Chris Connolly: Did he make a lot of money?

Jack Fritscher: He made a lot of money as a photographer himself. He also married very well. At an early show, a man walked up to him named Sam Wagstaff who was a personality in his own right, a very remarkable collector of art and he walked up to Robert at an art exhibit in which Robert was showing and said, “I’m looking for someone to spoil.” And Robert, ever quick-witted, said, “You’ve found him.” So, Sam funded Robert. He didn’t need the NEA. Photography is an expensive art. You need great cameras, a studio, lights. And Robert was known for his printing of photographs as much as for his shooting. So, all of that was very carefully cashiered through the coffers of Sam Wagstaff. Sam died about five years before Robert and left him a notable estate. Out of that, Robert bankrolled himself and got into color work which is extraordinarily beautiful.

Chris Connolly: He was a victim of AIDS. At one point in the book, I think you quote him as saying, that everyone in his helix, everyone he has known, has gone.

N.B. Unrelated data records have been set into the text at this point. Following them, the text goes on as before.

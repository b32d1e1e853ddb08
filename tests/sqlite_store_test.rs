// ABOUTME: Integration tests for the SQLite store
// ABOUTME: Tenant scoping, active-plan exclusivity, pagination, ledger atomicity
//
// SPDX-License-Identifier: MIT OR Apache-2.0
// Copyright (c) 2025 Lotus Wellness Intelligence

#![allow(clippy::unwrap_used, clippy::expect_used, clippy::panic)]
#![allow(missing_docs)]

mod common;

use chrono::{Duration, Utc};
use common::{composed_plan, create_user, setup_store};
use lotus_core::models::{ApprovalStatus, TenantId};
use lotus_plan_server::errors::ErrorCode;
use lotus_plan_server::store::PlanStore;
use uuid::Uuid;

#[tokio::test]
async fn user_roundtrip_is_tenant_scoped() {
    let store = setup_store().await;
    let tenant = TenantId::new("studio-a");
    let other = TenantId::new("studio-b");
    let user_id = create_user(&store, &tenant).await;

    let found = store.get_user(&tenant, user_id).await.unwrap();
    assert_eq!(found.unwrap().id, user_id);

    // Same id through another tenant is indistinguishable from absent
    assert!(store.get_user(&other, user_id).await.unwrap().is_none());
}

#[tokio::test]
async fn second_active_plan_is_rejected_atomically() {
    let store = setup_store().await;
    let tenant = TenantId::new("studio-a");
    let user_id = create_user(&store, &tenant).await;

    store
        .create_plan_if_no_active(&composed_plan(&tenant, user_id))
        .await
        .unwrap();

    let err = store
        .create_plan_if_no_active(&composed_plan(&tenant, user_id))
        .await
        .unwrap_err();
    assert_eq!(err.code, ErrorCode::ActivePlanExists);
}

#[tokio::test]
async fn rejection_frees_the_user_for_a_new_plan() {
    let store = setup_store().await;
    let tenant = TenantId::new("studio-a");
    let user_id = create_user(&store, &tenant).await;

    let first = composed_plan(&tenant, user_id);
    store.create_plan_if_no_active(&first).await.unwrap();

    let mut workflow = first.approval_workflow.clone();
    workflow.status = ApprovalStatus::Rejected;
    workflow.reviewed_by = Some("instructor-7".to_owned());
    store
        .update_workflow(&tenant, first.id, &workflow, Utc::now())
        .await
        .unwrap();

    assert!(store
        .find_active_plan(&tenant, user_id)
        .await
        .unwrap()
        .is_none());

    store
        .create_plan_if_no_active(&composed_plan(&tenant, user_id))
        .await
        .unwrap();
}

#[tokio::test]
async fn plan_roundtrip_preserves_the_document() {
    let store = setup_store().await;
    let tenant = TenantId::new("studio-a");
    let user_id = create_user(&store, &tenant).await;

    let plan = composed_plan(&tenant, user_id);
    store.create_plan_if_no_active(&plan).await.unwrap();

    let loaded = store.get_plan(&tenant, plan.id).await.unwrap().unwrap();
    assert_eq!(loaded.id, plan.id);
    assert_eq!(loaded.user_id, user_id);
    assert_eq!(loaded.plan_structure, plan.plan_structure);
    assert_eq!(loaded.user_assessment.session_duration, 30);
    assert_eq!(loaded.generation_metadata, plan.generation_metadata);
    assert_eq!(loaded.approval_workflow.status, ApprovalStatus::Pending);

    // Cross-tenant lookup sees nothing
    let other = TenantId::new("studio-b");
    assert!(store.get_plan(&other, plan.id).await.unwrap().is_none());
}

#[tokio::test]
async fn update_workflow_outside_the_tenant_is_not_found() {
    let store = setup_store().await;
    let tenant = TenantId::new("studio-a");
    let user_id = create_user(&store, &tenant).await;
    let plan = composed_plan(&tenant, user_id);
    store.create_plan_if_no_active(&plan).await.unwrap();

    let err = store
        .update_workflow(
            &TenantId::new("studio-b"),
            plan.id,
            &plan.approval_workflow,
            Utc::now(),
        )
        .await
        .unwrap_err();
    assert_eq!(err.code, ErrorCode::NotFound);
}

#[tokio::test]
async fn pending_list_paginates_newest_first() {
    let store = setup_store().await;
    let tenant = TenantId::new("studio-a");

    let mut newest_id = Uuid::nil();
    for i in 0..3_i64 {
        let user_id = create_user(&store, &tenant).await;
        let mut plan = composed_plan(&tenant, user_id);
        // Deterministic ordering without sleeping
        plan.created_at = Utc::now() + Duration::seconds(i);
        newest_id = plan.id;
        store.create_plan_if_no_active(&plan).await.unwrap();
    }
    // A different tenant's pending plan never leaks in
    let other = TenantId::new("studio-b");
    let other_user = create_user(&store, &other).await;
    store
        .create_plan_if_no_active(&composed_plan(&other, other_user))
        .await
        .unwrap();

    let (page_one, total) = store.list_pending(&tenant, 1, 2).await.unwrap();
    assert_eq!(total, 3);
    assert_eq!(page_one.len(), 2);
    assert_eq!(page_one[0].id, newest_id);

    let (page_two, total) = store.list_pending(&tenant, 2, 2).await.unwrap();
    assert_eq!(total, 3);
    assert_eq!(page_two.len(), 1);
}

#[tokio::test]
async fn session_completion_updates_both_ledgers() {
    let store = setup_store().await;
    let tenant = TenantId::new("studio-a");
    let user_id = create_user(&store, &tenant).await;
    let plan = composed_plan(&tenant, user_id);
    store.create_plan_if_no_active(&plan).await.unwrap();

    let day_one = Utc::now();
    let day_two = day_one + Duration::days(1);
    store
        .record_session_completion(&tenant, plan.id, user_id, 30, day_one)
        .await
        .unwrap();
    store
        .record_session_completion(&tenant, plan.id, user_id, 30, day_two)
        .await
        .unwrap();

    let loaded = store.get_plan(&tenant, plan.id).await.unwrap().unwrap();
    assert_eq!(loaded.usage.sessions_completed, 2);
    assert_eq!(loaded.usage.total_practice_time, 60);
    assert!(loaded.usage.last_session_date.is_some());
    let expected_rate = 2.0 / f64::from(plan.plan_structure.total_sessions);
    assert!((loaded.usage.completion_rate - expected_rate).abs() < 1e-9);

    let user = store.get_user(&tenant, user_id).await.unwrap().unwrap();
    assert_eq!(user.progress.sessions_completed, 2);
    assert_eq!(user.progress.total_minutes, 60);
    assert_eq!(user.progress.current_streak, 2);
    assert_eq!(user.progress.longest_streak, 2);
    assert_eq!(user.progress.achievements.len(), 1);
    assert_eq!(user.progress.achievements[0].name, "First Practice");
}

#[tokio::test]
async fn completion_against_a_missing_plan_is_not_found() {
    let store = setup_store().await;
    let tenant = TenantId::new("studio-a");
    let user_id = create_user(&store, &tenant).await;

    let err = store
        .record_session_completion(&tenant, Uuid::new_v4(), user_id, 30, Utc::now())
        .await
        .unwrap_err();
    assert_eq!(err.code, ErrorCode::NotFound);

    // Nothing half-applied to the user ledger
    let user = store.get_user(&tenant, user_id).await.unwrap().unwrap();
    assert_eq!(user.progress.sessions_completed, 0);
}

Jack Fritscher: Yes, I said that in the helix between Robert and me nearly everyone is dead. Robert’s early passing is symbolic of so many artists who have died too young. We don’t know what he or they would have been doing were it not for death. Robert accelerated his life as many artists do, increasing their output, once he knew he was HIV positive. Had he lived longer, we would be seeing remarkable work from him. I would like to note his death as being symbolic of so many artists---on Broadway, in theaters, in dance, in all the arts, talents we will never see because of their early passing.

Chris Connolly: A lot of his estate has gone to AIDS research?

Jack Fritscher: $5,000,000 actually came here to Boston to Deaconess Hospital.

Chris Connolly: Where he was when he died.

Jack Fritscher: Yes, because he found he could get the best care here.

Chris Connolly: How do you explain him? I showed your book to a number of people, folks I normally talk to in my normal life, a lot of people. And, from that, I would guess the reaction of main-stream America is going to be much closer to Jesse Helms than to what you would probably hope for. How do you open that door?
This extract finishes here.